TASK DETAILS: Give back the lines of the records exactly, starting at the first and ending at the one with "#[derive(Debug, Clone, Default, PartialEq, Eq)]".

────────────────────────────────────────

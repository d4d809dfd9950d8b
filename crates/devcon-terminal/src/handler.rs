//! Command handlers and closure adapters.

use std::fmt::Display;
use std::rc::Rc;

use devcon_types::Result;

/// Outcome of one handler invocation.
#[derive(Debug, Clone, Default, PartialEq, Eq)]
pub struct CommandResult {
    /// The handler failed.
    pub is_faulted: bool,
    /// Text to show. `None` or blank means no output.
    pub message: Option<String>,
}

impl CommandResult {
    /// Success with nothing to display.
    pub fn ok() -> Self {
        Self::default()
    }

    /// Success with a message.
    pub fn text(message: impl Into<String>) -> Self {
        Self {
            is_faulted: false,
            message: Some(message.into()),
        }
    }

    /// Failure with a description.
    pub fn fault(message: impl Into<String>) -> Self {
        Self {
            is_faulted: true,
            message: Some(message.into()),
        }
    }
}

/// A unit of executable logic bound to one or more command names.
///
/// Returning `Err` is treated exactly like returning a faulted result whose
/// message is the error's display text.
pub trait Handler {
    /// Run with the positional arguments that followed the command name.
    fn execute(&self, args: &[&str]) -> Result<CommandResult>;

    /// One-line description for `help`.
    fn description(&self) -> &str {
        ""
    }
}

/// Shared handle to a registered handler. The same handle may be
/// registered under several names.
pub type HandlerRef = Rc<dyn Handler>;

impl<F> Handler for F
where
    F: Fn(&[&str]) -> Result<CommandResult>,
{
    fn execute(&self, args: &[&str]) -> Result<CommandResult> {
        self(args)
    }
}

struct FnHandler<F> {
    f: F,
    description: String,
}

impl<F> Handler for FnHandler<F>
where
    F: Fn(&[&str]) -> Result<CommandResult>,
{
    fn execute(&self, args: &[&str]) -> Result<CommandResult> {
        (self.f)(args)
    }

    fn description(&self) -> &str {
        &self.description
    }
}

/// Wrap a closure with the full handler signature.
pub fn from_fn<F>(f: F) -> HandlerRef
where
    F: Fn(&[&str]) -> Result<CommandResult> + 'static,
{
    Rc::new(FnHandler {
        f,
        description: String::new(),
    })
}

/// Wrap a closure with the full handler signature and a `help` description.
pub fn described<F>(description: impl Into<String>, f: F) -> HandlerRef
where
    F: Fn(&[&str]) -> Result<CommandResult> + 'static,
{
    Rc::new(FnHandler {
        f,
        description: description.into(),
    })
}

/// Wrap a closure that builds its own [`CommandResult`].
pub fn from_result<F>(f: F) -> HandlerRef
where
    F: Fn(&[&str]) -> CommandResult + 'static,
{
    from_fn(move |args| Ok(f(args)))
}

/// Wrap a closure that always succeeds and returns text to display.
pub fn from_text<F, S>(f: F) -> HandlerRef
where
    F: Fn(&[&str]) -> S + 'static,
    S: Into<String>,
{
    from_fn(move |args| Ok(CommandResult::text(f(args))))
}

/// Wrap a closure that may fail with any displayable error.
pub fn from_fallible<F, S, E>(f: F) -> HandlerRef
where
    F: Fn(&[&str]) -> std::result::Result<S, E> + 'static,
    S: Into<String>,
    E: Display,
{
    from_fn(move |args| {
        Ok(match f(args) {
            Ok(text) => CommandResult::text(text),
            Err(e) => CommandResult::fault(e.to_string()),
        })
    })
}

────────────────────────────────────────

WRITTEN REPLY:
repository d4d809dfd9950d8b
filename crates/devcon-terminal/src/handler.rs
//! Command handlers and closure adapters.

use std::fmt::Display;
use std::rc::Rc;

use devcon_types::Result;

/// Outcome of one handler invocation.
#[derive(Debug, Clone, Default, PartialEq, Eq)]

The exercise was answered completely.